Beitragvon Guido.M » Fr 18. Apr 2014, 09:15

2c4a3f3r hat geschrieben:Schon jemand hier Erfahrung wie sich die Änderung auf das Fahrverhalten auswirkt?

Du wirst es herausfinden und uns berichten :thumbu:
Am Federbein rumzuschrauben und Veränderungen vorzunehmen ist eine Sache.Herauszufinden welches die beste Einstellung,manuel für einen selber ist,ist die andere !
Ich selbst bin kein Fahrwerksguru und Veränderungen am Fahrwerk vorzunehmen setzt schon einiges an Wissen voraus,welches ich nicht habe.
Kann Dir nur raten,dir die Einstellungen die du vornimmst gut zu merken,damit du später auch wieder in die Ausgangsposition zurückfindest.
Aus vielen Threads,die ich bisher in einigen Foren zu dem Thema verfolgt habe,scheint ein sehr guter Tipp zu sein,die Änderungen zusammen mit einen erfahrenen Schrauber vorzunehmen,der auf deine speziellen Wünsche das gesamte Fahrwerk einstellen kann.

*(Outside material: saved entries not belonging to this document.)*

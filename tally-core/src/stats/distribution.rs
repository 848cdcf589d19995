//! Length distribution.
//!
//! Equal-width integer buckets spanning `[min, max]` of the record lengths.
//! With `span = max - min + 1`, every bucket is `ceil(span / bins)` wide and
//! the last one is clipped at `max`. Empty buckets are kept so the chart's
//! x-axis stays continuous.

use crate::corpus::Corpus;
use tally_types::LengthBucket;

/// Buckets the corpus by record length.
///
/// An empty corpus yields no buckets. `bins == 0` is treated as 1.
pub fn length_histogram(corpus: &Corpus, bins: usize) -> Vec<LengthBucket> {
    let Some((min, max)) = corpus.length_bounds() else {
        return Vec::new();
    };

    let span = u64::from(max - min) + 1;
    let bins = (bins.max(1) as u64).min(span);
    let width = span.div_ceil(bins);
    let n = span.div_ceil(width);

    let mut buckets: Vec<LengthBucket> = (0..n)
        .map(|i| {
            let lo = u64::from(min) + i * width;
            let hi = (lo + width - 1).min(u64::from(max));
            LengthBucket {
                lo: lo as u32,
                hi: hi as u32,
                count: 0,
            }
        })
        .collect();

    for length in corpus.lengths() {
        let i = (u64::from(length - min) / width) as usize;
        buckets[i].count += 1;
    }

    log::debug!(
        "length histogram: {} buckets of width {} over [{}, {}]",
        buckets.len(),
        width,
        min,
        max
    );
    buckets
}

Solltest du nur aus Spass an der Freude und Spass am Schrauben ein wenig herumexperimentieren wollen,dann heisst es wohl : fahren,fahren und testen,testen.
Eine Heckhöherlegung von 40mm ist schon ne Ansage ! Meine GT hatte 30mm Heckhöherlegung.
Hatte nie Probleme damit und bin gut und Flink durch die Kurven gekommen.Hatte manchmal ein wenig das gefühl dass das Bike ein wenig kippelig wirkte aber da ich nie einen Vergleich zur original Höhe hatte,ist das nur Vermutung von mir.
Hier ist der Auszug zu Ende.